Please give the number of lines in the entries below that hold "PlayerInfo", with no other words.

= = =

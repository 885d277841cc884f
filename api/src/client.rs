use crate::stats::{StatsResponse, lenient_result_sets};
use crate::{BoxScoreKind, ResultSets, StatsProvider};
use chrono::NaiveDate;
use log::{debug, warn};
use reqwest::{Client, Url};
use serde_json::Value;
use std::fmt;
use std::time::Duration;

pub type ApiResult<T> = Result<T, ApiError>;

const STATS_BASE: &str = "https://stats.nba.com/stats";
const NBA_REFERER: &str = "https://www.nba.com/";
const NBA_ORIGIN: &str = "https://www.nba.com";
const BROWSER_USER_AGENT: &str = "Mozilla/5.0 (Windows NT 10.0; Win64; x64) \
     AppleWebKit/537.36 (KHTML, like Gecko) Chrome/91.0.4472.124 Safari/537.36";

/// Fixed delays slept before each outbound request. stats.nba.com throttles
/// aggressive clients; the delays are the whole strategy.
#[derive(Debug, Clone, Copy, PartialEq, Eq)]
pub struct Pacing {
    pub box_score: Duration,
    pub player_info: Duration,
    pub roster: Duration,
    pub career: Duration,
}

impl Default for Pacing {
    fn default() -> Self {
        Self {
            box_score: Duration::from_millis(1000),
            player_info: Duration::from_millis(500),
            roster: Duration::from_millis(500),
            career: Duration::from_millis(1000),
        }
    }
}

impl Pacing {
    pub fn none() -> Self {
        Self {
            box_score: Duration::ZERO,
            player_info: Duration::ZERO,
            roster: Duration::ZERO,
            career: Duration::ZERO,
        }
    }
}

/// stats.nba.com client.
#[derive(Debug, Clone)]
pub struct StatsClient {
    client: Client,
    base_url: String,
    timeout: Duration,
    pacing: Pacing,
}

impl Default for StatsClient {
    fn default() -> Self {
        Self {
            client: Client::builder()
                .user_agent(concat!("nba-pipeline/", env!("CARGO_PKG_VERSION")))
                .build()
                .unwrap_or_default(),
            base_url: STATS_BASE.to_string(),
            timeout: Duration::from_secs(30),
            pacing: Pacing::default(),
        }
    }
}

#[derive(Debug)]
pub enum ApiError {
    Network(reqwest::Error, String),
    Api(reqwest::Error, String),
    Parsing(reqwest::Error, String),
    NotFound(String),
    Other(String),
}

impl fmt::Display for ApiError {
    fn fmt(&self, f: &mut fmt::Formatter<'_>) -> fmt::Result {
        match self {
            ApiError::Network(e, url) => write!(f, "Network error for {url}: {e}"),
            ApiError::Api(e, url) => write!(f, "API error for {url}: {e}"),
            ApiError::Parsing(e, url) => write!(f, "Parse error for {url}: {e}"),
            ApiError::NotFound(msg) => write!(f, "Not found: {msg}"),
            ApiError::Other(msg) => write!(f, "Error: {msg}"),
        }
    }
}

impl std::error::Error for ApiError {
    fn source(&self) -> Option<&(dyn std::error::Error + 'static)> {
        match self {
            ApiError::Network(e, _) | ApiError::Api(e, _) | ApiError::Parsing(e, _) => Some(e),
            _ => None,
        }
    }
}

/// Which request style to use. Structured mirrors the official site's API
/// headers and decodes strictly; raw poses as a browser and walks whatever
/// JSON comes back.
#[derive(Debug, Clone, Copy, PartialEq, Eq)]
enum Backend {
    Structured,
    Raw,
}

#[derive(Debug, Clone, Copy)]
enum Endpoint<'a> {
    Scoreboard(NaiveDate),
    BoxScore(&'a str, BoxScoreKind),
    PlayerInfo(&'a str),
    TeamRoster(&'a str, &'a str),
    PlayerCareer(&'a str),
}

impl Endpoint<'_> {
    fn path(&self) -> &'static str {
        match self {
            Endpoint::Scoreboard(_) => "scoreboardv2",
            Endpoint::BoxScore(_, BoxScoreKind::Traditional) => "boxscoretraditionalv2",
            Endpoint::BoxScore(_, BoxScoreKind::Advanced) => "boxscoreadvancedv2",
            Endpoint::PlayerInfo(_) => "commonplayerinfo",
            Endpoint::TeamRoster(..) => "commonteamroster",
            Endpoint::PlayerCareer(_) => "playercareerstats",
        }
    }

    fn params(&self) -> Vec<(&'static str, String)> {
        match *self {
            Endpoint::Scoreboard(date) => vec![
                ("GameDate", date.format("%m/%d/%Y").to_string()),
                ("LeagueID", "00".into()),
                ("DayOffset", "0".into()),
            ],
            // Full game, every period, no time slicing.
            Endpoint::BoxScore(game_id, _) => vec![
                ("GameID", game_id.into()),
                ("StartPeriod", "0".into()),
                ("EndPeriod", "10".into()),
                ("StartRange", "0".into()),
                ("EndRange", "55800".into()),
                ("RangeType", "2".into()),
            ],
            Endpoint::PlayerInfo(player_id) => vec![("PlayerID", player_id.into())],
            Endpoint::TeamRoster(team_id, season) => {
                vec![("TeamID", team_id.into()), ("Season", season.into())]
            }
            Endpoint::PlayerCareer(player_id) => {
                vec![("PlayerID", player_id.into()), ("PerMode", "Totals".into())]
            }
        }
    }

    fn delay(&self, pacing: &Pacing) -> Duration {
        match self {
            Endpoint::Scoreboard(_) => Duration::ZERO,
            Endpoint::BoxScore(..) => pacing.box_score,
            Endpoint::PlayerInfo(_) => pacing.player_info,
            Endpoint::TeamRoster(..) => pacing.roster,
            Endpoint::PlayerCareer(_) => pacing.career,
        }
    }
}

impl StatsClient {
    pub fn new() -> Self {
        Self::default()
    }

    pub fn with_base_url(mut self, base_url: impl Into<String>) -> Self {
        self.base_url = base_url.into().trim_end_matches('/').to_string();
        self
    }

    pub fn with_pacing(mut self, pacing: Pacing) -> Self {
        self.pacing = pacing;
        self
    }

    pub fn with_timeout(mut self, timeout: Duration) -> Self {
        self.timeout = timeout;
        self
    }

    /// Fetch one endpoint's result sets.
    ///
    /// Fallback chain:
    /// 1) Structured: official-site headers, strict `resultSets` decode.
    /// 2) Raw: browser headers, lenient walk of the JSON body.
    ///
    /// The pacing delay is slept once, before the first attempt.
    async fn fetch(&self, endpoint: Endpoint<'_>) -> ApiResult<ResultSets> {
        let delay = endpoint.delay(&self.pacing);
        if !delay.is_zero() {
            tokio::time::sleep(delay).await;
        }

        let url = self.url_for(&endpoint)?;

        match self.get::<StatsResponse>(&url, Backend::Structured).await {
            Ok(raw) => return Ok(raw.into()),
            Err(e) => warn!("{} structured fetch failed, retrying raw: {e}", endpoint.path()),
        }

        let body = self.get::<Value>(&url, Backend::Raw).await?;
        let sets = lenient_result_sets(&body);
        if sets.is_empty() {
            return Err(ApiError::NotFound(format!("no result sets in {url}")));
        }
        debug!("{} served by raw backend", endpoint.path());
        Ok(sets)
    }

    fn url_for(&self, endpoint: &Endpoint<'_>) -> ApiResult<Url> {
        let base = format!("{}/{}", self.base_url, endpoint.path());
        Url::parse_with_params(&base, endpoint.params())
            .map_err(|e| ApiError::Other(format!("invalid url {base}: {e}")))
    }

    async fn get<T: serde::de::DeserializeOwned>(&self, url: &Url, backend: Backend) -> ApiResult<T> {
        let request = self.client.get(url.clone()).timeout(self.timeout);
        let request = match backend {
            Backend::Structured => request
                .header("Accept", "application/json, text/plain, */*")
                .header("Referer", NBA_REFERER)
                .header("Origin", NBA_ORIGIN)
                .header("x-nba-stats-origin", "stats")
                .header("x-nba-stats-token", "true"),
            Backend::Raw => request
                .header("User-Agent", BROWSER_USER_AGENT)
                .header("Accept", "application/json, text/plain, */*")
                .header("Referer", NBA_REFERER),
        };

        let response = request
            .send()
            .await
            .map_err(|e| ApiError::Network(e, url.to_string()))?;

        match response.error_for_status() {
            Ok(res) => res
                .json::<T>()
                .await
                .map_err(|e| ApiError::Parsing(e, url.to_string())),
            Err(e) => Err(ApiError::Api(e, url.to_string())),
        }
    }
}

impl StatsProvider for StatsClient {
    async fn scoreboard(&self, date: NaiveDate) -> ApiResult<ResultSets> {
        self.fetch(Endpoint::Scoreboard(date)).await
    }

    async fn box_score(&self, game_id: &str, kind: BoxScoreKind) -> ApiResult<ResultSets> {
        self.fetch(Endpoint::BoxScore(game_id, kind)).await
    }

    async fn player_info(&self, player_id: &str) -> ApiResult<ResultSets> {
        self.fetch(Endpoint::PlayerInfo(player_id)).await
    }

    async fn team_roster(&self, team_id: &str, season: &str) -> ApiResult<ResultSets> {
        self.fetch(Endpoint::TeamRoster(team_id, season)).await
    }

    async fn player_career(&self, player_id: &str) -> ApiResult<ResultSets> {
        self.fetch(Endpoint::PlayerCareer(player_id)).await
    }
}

= = =

__WRITTEN REPLY__. 5